Stock Market: Stock market opened in red, Sensex fell by 79, know the condition of Nifty.

Mumbai, 18 December. The Indian stock market opened in the red on Thursday, the fourth trading day of the week. The effect of weakness in Asian markets was visible on the Indian stock market, due to which the market appeared sluggish. With this, the market witnessed a decline for the fourth consecutive day. In Thursday’s session, the main benchmark of the domestic market, NSE Nifty, opened at 25,764.70 and BSE Sensex opened at 84,518.33.

In early trading i.e. at 9:25 am, Sensex was seen trading at 84,480.44 level with a gain of 79.21 points or 0.09 percent. While Nifty was seen trading at 25,795.65 with a decline of 22.90 (0.09 percent) points. In the early session, all Nifty indices except Nifty IT and Nifty Div Ops 50 were seen trading in the red.

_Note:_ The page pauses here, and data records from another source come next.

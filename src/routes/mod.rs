//! Screen routes and navigation.
//!
//! ARCHITECTURE
//! ============
//! `Route` enumerates the admin screens and knows which are public. The
//! [`Navigator`] trait abstracts "where the user is" so the interceptor and
//! the guard can redirect without depending on a concrete shell.

pub mod guard;


use std::sync::{Mutex, PoisonError};

/// Unauthenticated entry view.
pub const LOGIN_PATH: &str = "/login";

/// Admin screens.
#[derive(Clone, Copy, Debug, PartialEq, Eq, Hash)]
pub enum Route {
    Login,
    Register,
    ForgotPassword,
    Dashboard,
    Users,
    Exams,
    Tests,
    Statistics,
    Settings,
    Support,
}

impl Route {
    pub const ALL: [Route; 10] = [
        Route::Login,
        Route::Register,
        Route::ForgotPassword,
        Route::Dashboard,
        Route::Users,
        Route::Exams,
        Route::Tests,
        Route::Statistics,
        Route::Settings,
        Route::Support,
    ];

    #[must_use]
    pub fn path(self) -> &'static str {
        match self {
            Route::Login => LOGIN_PATH,
            Route::Register => "/register",
            Route::ForgotPassword => "/forgot-password",
            Route::Dashboard => "/",
            Route::Users => "/users",
            Route::Exams => "/exams",
            Route::Tests => "/tests",
            Route::Statistics => "/statistics",
            Route::Settings => "/settings",
            Route::Support => "/support",
        }
    }

    /// Whether the screen requires an authenticated session.
    #[must_use]
    pub fn is_protected(self) -> bool {
        !matches!(self, Route::Login | Route::Register | Route::ForgotPassword)
    }

    /// Resolve a location (path plus optional query/fragment) to a screen.
    /// Unknown paths land on the entry view.
    #[must_use]
    pub fn resolve(location: &str) -> Route {
        let path = strip_query(location);
        let path = if path.len() > 1 { path.trim_end_matches('/') } else { path };
        Route::ALL
            .into_iter()
            .find(|route| route.path() == path)
            .unwrap_or(Route::Login)
    }
}

fn strip_query(location: &str) -> &str {
    let end = location.find(['?', '#']).unwrap_or(location.len());
    let path = &location[..end];
    if path.is_empty() { "/" } else { path }
}

/// Whether `location` is the entry view itself.
#[must_use]
pub fn is_login_location(location: &str) -> bool {
    strip_query(location) == LOGIN_PATH
}

// =============================================================================
// NAVIGATOR
// =============================================================================

/// Current location plus the ability to move the user elsewhere.
pub trait Navigator: Send + Sync {
    fn current(&self) -> String;

    /// Replace the current location. `from` carries the location the user
    /// was sent away from, when there is one.
    fn navigate(&self, to: &str, from: Option<&str>);
}

/// A recorded navigation.
#[derive(Clone, Debug, PartialEq, Eq)]
pub struct Visit {
    pub location: String,
    pub from: Option<String>,
}

/// History kept in memory. Used by the CLI and tests.
#[derive(Debug)]
pub struct MemoryNavigator {
    history: Mutex<Vec<Visit>>,
}

impl MemoryNavigator {
    #[must_use]
    pub fn new(start: &str) -> Self {
        Self { history: Mutex::new(vec![Visit { location: start.to_owned(), from: None }]) }
    }

    #[must_use]
    pub fn history(&self) -> Vec<Visit> {
        self.history.lock().unwrap_or_else(PoisonError::into_inner).clone()
    }

    /// The `from` recorded with the latest navigation.
    #[must_use]
    pub fn return_to(&self) -> Option<String> {
        self.history
            .lock()
            .unwrap_or_else(PoisonError::into_inner)
            .last()
            .and_then(|visit| visit.from.clone())
    }
}

impl Navigator for MemoryNavigator {
    fn current(&self) -> String {
        self.history
            .lock()
            .unwrap_or_else(PoisonError::into_inner)
            .last()
            .map_or_else(|| "/".to_owned(), |visit| visit.location.clone())
    }

    fn navigate(&self, to: &str, from: Option<&str>) {
        self.history
            .lock()
            .unwrap_or_else(PoisonError::into_inner)
            .push(Visit { location: to.to_owned(), from: from.map(str::to_owned) });
    }
}
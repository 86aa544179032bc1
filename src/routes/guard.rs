//! Route guard for protected screens.
//!
//! SYSTEM CONTEXT
//! ==============
//! Every protected screen asks the guard before rendering. While the session
//! is still restoring the answer is `Loading` and nothing else happens, so a
//! user with a valid persisted session never sees a login redirect flash.

#[cfg(test)]
#[path = "guard_test.rs"]
mod guard_test;

use std::sync::Arc;

use tracing::debug;

use super::{LOGIN_PATH, Navigator, Route};
use crate::state::session::{SessionHandle, SessionStatus};

/// What a screen should do for the current session.
#[derive(Clone, Debug, PartialEq, Eq)]
pub enum GuardDecision {
    /// Render only a neutral loading indicator.
    Loading,
    /// Send the user to `to`; `from` is where they were headed.
    Redirect { to: String, from: String },
    Render,
}

/// Pure decision for a protected location.
#[must_use]
pub fn decide(status: SessionStatus, requested: &str) -> GuardDecision {
    match status {
        SessionStatus::Restoring => GuardDecision::Loading,
        SessionStatus::Anonymous => GuardDecision::Redirect {
            to: LOGIN_PATH.to_owned(),
            from: requested.to_owned(),
        },
        SessionStatus::Authenticated => GuardDecision::Render,
    }
}

/// Guard bound to a session and a navigator.
#[derive(Clone)]
pub struct RouteGuard {
    session: SessionHandle,
    navigator: Arc<dyn Navigator>,
}

impl RouteGuard {
    pub fn new(session: SessionHandle, navigator: Arc<dyn Navigator>) -> Self {
        Self { session, navigator }
    }

    /// Decision for `location` against the current snapshot. Public routes
    /// always render.
    #[must_use]
    pub fn check(&self, location: &str) -> GuardDecision {
        if !Route::resolve(location).is_protected() {
            return GuardDecision::Render;
        }
        decide(self.session.status(), location)
    }

    /// Wait for restoration to settle, then decide. A redirect is also
    /// applied to the navigator.
    pub async fn admit(&self, location: &str) -> GuardDecision {
        if Route::resolve(location).is_protected() {
            self.session.wait_ready().await;
        }
        let decision = self.check(location);
        if let GuardDecision::Redirect { to, from } = &decision {
            debug!(%from, "guard redirecting anonymous visitor");
            self.navigator.navigate(to, Some(from));
        }
        decision
    }
}
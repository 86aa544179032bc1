//! Request decoration and unauthorized-response teardown.
//!
//! DESIGN
//! ======
//! The interceptor is built once with the credential cell, the persisted
//! store, the session snapshot and a navigator, then injected into
//! [`ApiClient`](super::api::ApiClient). It never decides that a login
//! succeeded; it only cleans up when the server says the credential is bad.
//!
//! Teardown runs at most once per [`RequestId`]. The guard remembers a
//! bounded window of recent ids so a request that is retried under the same
//! id cannot loop back into teardown.

#[cfg(test)]
#[path = "interceptor_test.rs"]
mod interceptor_test;

use std::collections::{HashSet, VecDeque};
use std::sync::{Arc, Mutex, PoisonError};

use tracing::info;
use uuid::Uuid;

use super::credential::Credential;
use crate::routes::{LOGIN_PATH, Navigator, is_login_location};
use crate::state::session::SessionHandle;
use crate::state::storage::CredentialStore;

const HANDLED_CAPACITY: usize = 256;

/// Identity of one logical request. Retries reuse the same id.
#[derive(Clone, Copy, Debug, PartialEq, Eq, Hash)]
pub struct RequestId(Uuid);

impl RequestId {
    #[must_use]
    pub fn new() -> Self {
        Self(Uuid::new_v4())
    }
}

impl Default for RequestId {
    fn default() -> Self {
        Self::new()
    }
}

impl std::fmt::Display for RequestId {
    fn fmt(&self, f: &mut std::fmt::Formatter<'_>) -> std::fmt::Result {
        self.0.fmt(f)
    }
}

// =============================================================================
// ONE-SHOT GUARD
// =============================================================================

/// Bounded set of request ids whose teardown already ran.
#[derive(Debug)]
struct OneShot {
    seen: HashSet<RequestId>,
    order: VecDeque<RequestId>,
    capacity: usize,
}

impl OneShot {
    fn new(capacity: usize) -> Self {
        Self { seen: HashSet::new(), order: VecDeque::new(), capacity }
    }

    /// True the first time `id` is claimed.
    fn claim(&mut self, id: RequestId) -> bool {
        if !self.seen.insert(id) {
            return false;
        }
        self.order.push_back(id);
        while self.order.len() > self.capacity {
            if let Some(evicted) = self.order.pop_front() {
                self.seen.remove(&evicted);
            }
        }
        true
    }
}

// =============================================================================
// INTERCEPTOR
// =============================================================================

pub struct AuthInterceptor {
    credential: Credential,
    store: CredentialStore,
    session: SessionHandle,
    navigator: Arc<dyn Navigator>,
    handled: Mutex<OneShot>,
}

impl AuthInterceptor {
    pub fn new(
        credential: Credential,
        store: CredentialStore,
        session: SessionHandle,
        navigator: Arc<dyn Navigator>,
    ) -> Self {
        Self {
            credential,
            store,
            session,
            navigator,
            handled: Mutex::new(OneShot::new(HANDLED_CAPACITY)),
        }
    }

    /// `Authorization` header value for the next request, if a token is installed.
    #[must_use]
    pub fn authorization(&self) -> Option<String> {
        self.credential.authorization_header()
    }

    /// React to a `401` for request `id`. Returns whether teardown ran.
    pub fn on_unauthorized(&self, id: RequestId) -> bool {
        let first = self
            .handled
            .lock()
            .unwrap_or_else(PoisonError::into_inner)
            .claim(id);
        if !first {
            return false;
        }

        let had_token = self.credential.clear();
        self.store.clear_logged();
        self.session.reset_anonymous();
        info!(request_id = %id, had_token, "unauthorized response; session cleared");

        if !is_login_location(&self.navigator.current()) {
            self.navigator.navigate(LOGIN_PATH, None);
        }
        true
    }
}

Sector wise, the biggest decline was in auto, pharma and realty sectors, where a weakness of up to 1 percent was recorded. Whereas shares of IT sector and PSU banks saw a rise of about 0.9 percent and 0.25 percent respectively. Talking about the broader market, there was a slight decline in midcap stocks, while some weakness was seen in smallcap stocks too.

Infosys, HCL Tech, TCS, Tech Mahindra, ITC, Axis Bank were among the top gainers in the Sensex pack, while Tata Motors Passenger Vehicles (TMPV), Sun Pharma, Mahindra & Mahindra, NTPC and Asian Paints were the biggest losers. On Wednesday, the domestic market closed in the red. At the end of trading, Sensex closed at 84,559.65, down 120.21 points or 0.14 percent, and Nifty closed at 25,818.55, down 41.55 points or 0.16 percent.

Dr. VK Vijayakumar, Chief Investment Strategist, Geojit Investments Limited, said that weakening of AI trades in the US market is becoming a growing trend. This trend is likely to continue into early 2026 and may benefit non-AI markets such as India.

He said that now one concern in the market is whether the Central Bank of Japan will raise interest rates today and give a tough message. If this happens, it could lead to a reversal of the ‘yen carry trade’, due to which FIIs can sell more. He said that in such a situation, investors should take advantage of the weakness in the market and buy shares of good and reasonably priced companies.